FMI group leader Friedemann Zenke receives an Eccellenza Professorial Fellowship from the Swiss National Science Foundation (SNSF). These recognitions are awarded yearly to outstanding independent researchers who aspire to a permanent professorship.
The SNSF uses the Eccellenza Professorial Fellowships to finance outstanding young researchers who aspire to a professorship. The five-year funding period comprises salary and project funds, which enables the researchers to lead a research project with their own team. The fellowships are linked to an appointment as assistant professor at the university chosen by the researchers for their project.
This year the SNSF received 244 Eccellenza proposals. After a two-stage evaluation process, 32 projects were selected for funding, for a total of 57 million Swiss francs. Friedemann Zenke, trained in Computational Neuroscience and a group leader in FMI Neurobiology since 2019, is among the Eccelenza 2021 recipients. He will be funded for his project dedicated to elucidating the role of inhibitory circuits in neuronal networks, and will become an assistant professor at the University of Basel.
About the Zenke project
Neurons do not work alone but process information in vast networks whose function is largely determined by their connectivity. The connectivity, again, is shaped by experience-dependent synaptic plasticity. In addition, diverse inhibitory interneurons exert powerful control over plasticity and neuronal dynamics. How these complex interactions shape neural network function remains poorly understood. To gain a deeper understanding of the underlying principles, computational models are indispensable. However, a major obstacle for building such models is that the precise connectivity of functional biological networks is difficult to access experimentally and, thus, generally unknown.
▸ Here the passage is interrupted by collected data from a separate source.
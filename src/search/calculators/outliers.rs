//! Outlier-handling calculator: baseline-gated combinatorial search with
//! a zero-outlier pre-filter

use crate::dataset;
use crate::error::Result;
use crate::search::calculators::ParamCalculator;
use crate::search::{evaluate_model, SearchContext};
use crate::transforms::{
    OutlierAction, OutlierMethod, OutliersHandler, OutliersHandlerParams, Transform, TransformSpec,
};
use ndarray::Array1;
use polars::prelude::*;
use std::collections::BTreeMap;

#[derive(Debug, Clone, Copy)]
struct Candidate {
    action: OutlierAction,
    method: OutlierMethod,
    param: f64,
}

/// Enumerates `{action} x {detection method} x {method parameter}` per
/// numeric column, skipping candidates whose detection flags zero rows,
/// and keeps a column's best candidate only when it strictly beats the
/// no-op baseline.
#[derive(Debug, Clone, Copy, Default)]
pub struct OutliersParamCalculator;

impl OutliersParamCalculator {
    const ACTIONS: [OutlierAction; 2] = [OutlierAction::Cap, OutlierAction::Median];
    const IQR_THRESHOLDS: [f64; 2] = [1.5, 3.0];
    const ZSCORE_THRESHOLDS: [f64; 2] = [2.5, 3.0];
    const IFOREST_CONTAMINATIONS: [f64; 2] = [0.05, 0.1];

    fn candidates() -> Vec<Candidate> {
        let mut all = Vec::new();
        for &action in &Self::ACTIONS {
            for &param in &Self::IQR_THRESHOLDS {
                all.push(Candidate {
                    action,
                    method: OutlierMethod::Iqr,
                    param,
                });
            }
            for &param in &Self::ZSCORE_THRESHOLDS {
                all.push(Candidate {
                    action,
                    method: OutlierMethod::Zscore,
                    param,
                });
            }
        }
        // The forest has no natural bounds to cap against, so it is
        // paired with median replacement only.
        for &param in &Self::IFOREST_CONTAMINATIONS {
            all.push(Candidate {
                action: OutlierAction::Median,
                method: OutlierMethod::Iforest,
                param,
            });
        }
        all
    }

    fn single_column_handler(column: &str, candidate: Candidate) -> Transform {
        let mut params = OutliersHandlerParams {
            transformation_options: BTreeMap::from([(
                column.to_string(),
                (candidate.action, candidate.method),
            )]),
            thresholds: BTreeMap::new(),
            lof_params: BTreeMap::new(),
            iforest_params: BTreeMap::new(),
        };
        match candidate.method {
            OutlierMethod::Iforest => {
                params
                    .iforest_params
                    .insert(column.to_string(), candidate.param);
            }
            _ => {
                params
                    .thresholds
                    .insert(column.to_string(), candidate.param);
            }
        }
        Transform::OutliersHandler(OutliersHandler::new(params))
    }

    fn describe(candidate: Candidate) -> String {
        format!(
            "action: {:?}, method: {:?}, param: {}",
            candidate.action, candidate.method, candidate.param
        )
    }
}

impl ParamCalculator for OutliersParamCalculator {
    fn calculate_best_params(
        &self,
        x: &DataFrame,
        y: &Array1<f64>,
        ctx: &SearchContext,
    ) -> Result<Option<TransformSpec>> {
        let columns = dataset::numerical_columns(x);
        let total = columns.len();

        ctx.logger.task_start("Starting outlier handling search");
        let base_score = evaluate_model(x, y, ctx, None)?;
        ctx.logger.baseline(&format!(
            "Base score: {}",
            base_score.map_or("n/a".to_string(), |s| format!("{s:.4}"))
        ));

        let mut params = OutliersHandlerParams {
            transformation_options: BTreeMap::new(),
            thresholds: BTreeMap::new(),
            lof_params: BTreeMap::new(),
            iforest_params: BTreeMap::new(),
        };

        for (i, column) in columns.iter().enumerate() {
            ctx.logger.task_update(&format!(
                "[{}/{total}] Evaluating column: '{column}'",
                i + 1
            ));

            let values = dataset::column_f64_dropna(x, column)?;
            let mut best_score = base_score;
            let mut best: Option<Candidate> = None;

            for candidate in Self::candidates() {
                // Skip evaluations that cannot change a single row
                if OutliersHandler::count_outliers(&values, candidate.method, candidate.param)?
                    == 0
                {
                    continue;
                }

                let handler = Self::single_column_handler(column, candidate);
                let score = evaluate_model(x, y, ctx, Some(&handler))?;
                ctx.logger.progress(&format!(
                    "   Tried '{}' -> Score: {}",
                    Self::describe(candidate),
                    score.map_or("n/a".to_string(), |s| format!("{s:.4}"))
                ));

                if ctx.direction.improved_opt(score, best_score) {
                    best_score = score;
                    best = Some(candidate);
                }
            }

            if let Some(candidate) = best {
                ctx.logger.task_result(&format!(
                    "Selected outlier handler for '{column}': {}",
                    Self::describe(candidate)
                ));
                params
                    .transformation_options
                    .insert(column.clone(), (candidate.action, candidate.method));
                match candidate.method {
                    OutlierMethod::Iforest => {
                        params.iforest_params.insert(column.clone(), candidate.param);
                    }
                    _ => {
                        params.thresholds.insert(column.clone(), candidate.param);
                    }
                }
            }
        }

        if params.transformation_options.is_empty() {
            ctx.logger.warn("No outlier handler was applied to any column");
            return Ok(None);
        }

        ctx.logger.task_result(&format!(
            "Outlier handler applied to {} column(s)",
            params.transformation_options.len()
        ));
        let transform = Transform::OutliersHandler(OutliersHandler::new(params));
        Ok(Some(transform.spec()?))
    }
}

#[cfg(test)]
mod tests {
    use super::*;
    use crate::model::{Direction, LinearRegression, Scoring};
    use crate::search::NoopLogger;

    #[test]
    fn test_corrupted_linear_data_gets_handler() {
        // Clean linear relation with a few wrecked rows; capping them
        // should clearly help a linear model.
        let n = 60;
        let mut a: Vec<f64> = (0..n).map(|i| i as f64).collect();
        a[7] = 10_000.0;
        a[23] = -8_000.0;
        a[41] = 12_000.0;
        let y: Array1<f64> = (0..n).map(|i| 2.0 * i as f64).collect();
        let df = DataFrame::new(vec![Series::new("a".into(), a).into()]).unwrap();

        let model = LinearRegression::new();
        let logger = NoopLogger;
        let ctx = SearchContext::new(
            &model,
            Scoring::NegMeanSquaredError,
            Direction::Maximize,
            &logger,
        );

        let spec = OutliersParamCalculator
            .calculate_best_params(&df, &y, &ctx)
            .unwrap();
        let spec = spec.expect("outlier handling should improve on corrupted data");
        assert_eq!(spec.name, "OutliersHandler");
    }

    #[test]
    fn test_clean_uniform_data_is_left_alone() {
        let n = 50;
        let a: Vec<f64> = (0..n).map(|i| i as f64).collect();
        let y: Array1<f64> = (0..n).map(|i| 2.0 * i as f64).collect();
        let df = DataFrame::new(vec![Series::new("a".into(), a).into()]).unwrap();

        let model = LinearRegression::new();
        let logger = NoopLogger;
        let ctx = SearchContext::new(
            &model,
            Scoring::NegMeanSquaredError,
            Direction::Maximize,
            &logger,
        );

        let spec = OutliersParamCalculator
            .calculate_best_params(&df, &y, &ctx)
            .unwrap();
        // Perfectly linear data: nothing to fix, baseline already optimal
        assert!(spec.is_none());
    }
}
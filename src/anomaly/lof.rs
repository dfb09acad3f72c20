//! Local Outlier Factor over a single column

use crate::error::{FeatForgeError, Result};
use serde::{Deserialize, Serialize};

/// Local Outlier Factor for one numeric column.
///
/// Scores follow the sklearn convention: `negative_outlier_factor` is
/// -LOF, so values much below -1 indicate low local density (outliers).
#[derive(Debug, Clone, Serialize, Deserialize)]
pub struct LocalOutlierFactor {
    n_neighbors: usize,
    scores: Option<Vec<f64>>,
}

impl LocalOutlierFactor {
    pub fn new(n_neighbors: usize) -> Self {
        Self {
            n_neighbors: n_neighbors.max(1),
            scores: None,
        }
    }

    /// Fit on the non-null values of a column, computing the negative
    /// outlier factor of every training value.
    pub fn fit(&mut self, values: &[f64]) -> Result<()> {
        let n = values.len();
        if n < 2 {
            return Err(FeatForgeError::DataError(
                "LOF requires at least two values".to_string(),
            ));
        }
        let k = self.n_neighbors.min(n - 1);

        // Sorted order makes nearest neighbors of a scalar a contiguous window.
        let mut order: Vec<usize> = (0..n).collect();
        order.sort_by(|&a, &b| {
            values[a]
                .partial_cmp(&values[b])
                .unwrap_or(std::cmp::Ordering::Equal)
        });
        let sorted: Vec<f64> = order.iter().map(|&i| values[i]).collect();

        // k nearest neighbors (by sorted position) and k-distance per point
        let neighbors: Vec<Vec<usize>> = (0..n).map(|i| Self::knn_window(&sorted, i, k)).collect();
        let k_distance: Vec<f64> = (0..n)
            .map(|i| {
                neighbors[i]
                    .iter()
                    .map(|&j| (sorted[i] - sorted[j]).abs())
                    .fold(0.0f64, f64::max)
            })
            .collect();

        // Local reachability density
        let lrd: Vec<f64> = (0..n)
            .map(|i| {
                let reach_sum: f64 = neighbors[i]
                    .iter()
                    .map(|&j| (sorted[i] - sorted[j]).abs().max(k_distance[j]))
                    .sum();
                if reach_sum <= 1e-12 {
                    1e12
                } else {
                    neighbors[i].len() as f64 / reach_sum
                }
            })
            .collect();

        // LOF = mean neighbor lrd / own lrd; stored negated in input order
        let mut scores = vec![0.0; n];
        for i in 0..n {
            let neighbor_lrd: f64 =
                neighbors[i].iter().map(|&j| lrd[j]).sum::<f64>() / neighbors[i].len() as f64;
            let lof = if lrd[i] <= 1e-12 {
                1e12
            } else {
                neighbor_lrd / lrd[i]
            };
            scores[order[i]] = -lof;
        }

        self.scores = Some(scores);
        Ok(())
    }

    /// Negative outlier factor of each training value, in input order.
    pub fn negative_outlier_factor(&self) -> Result<&[f64]> {
        self.scores.as_deref().ok_or(FeatForgeError::NotFitted)
    }

    /// Indices of the k nearest sorted positions to position `i`.
    fn knn_window(sorted: &[f64], i: usize, k: usize) -> Vec<usize> {
        let n = sorted.len();
        let mut left = i;
        let mut right = i;
        let mut picked = Vec::with_capacity(k);

        while picked.len() < k {
            let take_left = if left == 0 {
                false
            } else if right + 1 >= n {
                true
            } else {
                (sorted[i] - sorted[left - 1]).abs() <= (sorted[right + 1] - sorted[i]).abs()
            };

            if take_left {
                left -= 1;
                picked.push(left);
            } else {
                right += 1;
                picked.push(right);
            }
        }

        picked
    }
}

#[cfg(test)]
mod tests {
    use super::*;

    #[test]
    fn test_isolated_value_scores_low() {
        let mut values: Vec<f64> = (0..50).map(|i| i as f64 * 0.1).collect();
        values.push(100.0);

        let mut lof = LocalOutlierFactor::new(5);
        lof.fit(&values).unwrap();
        let scores = lof.negative_outlier_factor().unwrap();

        // The isolated point has much lower (more negative) score
        assert!(scores[50] < scores[0]);
        assert!(scores[50] < -1.5);
    }

    #[test]
    fn test_uniform_data_near_minus_one() {
        let values: Vec<f64> = (0..100).map(|i| i as f64).collect();

        let mut lof = LocalOutlierFactor::new(5);
        lof.fit(&values).unwrap();
        let scores = lof.negative_outlier_factor().unwrap();

        for &s in &scores[10..90] {
            assert!((s + 1.0).abs() < 0.5, "interior score {s} should be near -1");
        }
    }
}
The Zenke group will address this problem from two angles using approaches inspired by machine learning. On the one hand, the researchers will study plasticity mechanisms in spiking neural network models and develop theories of how interneurons contribute to coordinate learning in brain-wide networks through the targeted control of synaptic plasticity. On the other hand, they will investigate whether sensory networks could learn by predicting future inputs. Crucially, the researchers will work closely with experimental groups to inform and validate their models through comparison with in-vivo data.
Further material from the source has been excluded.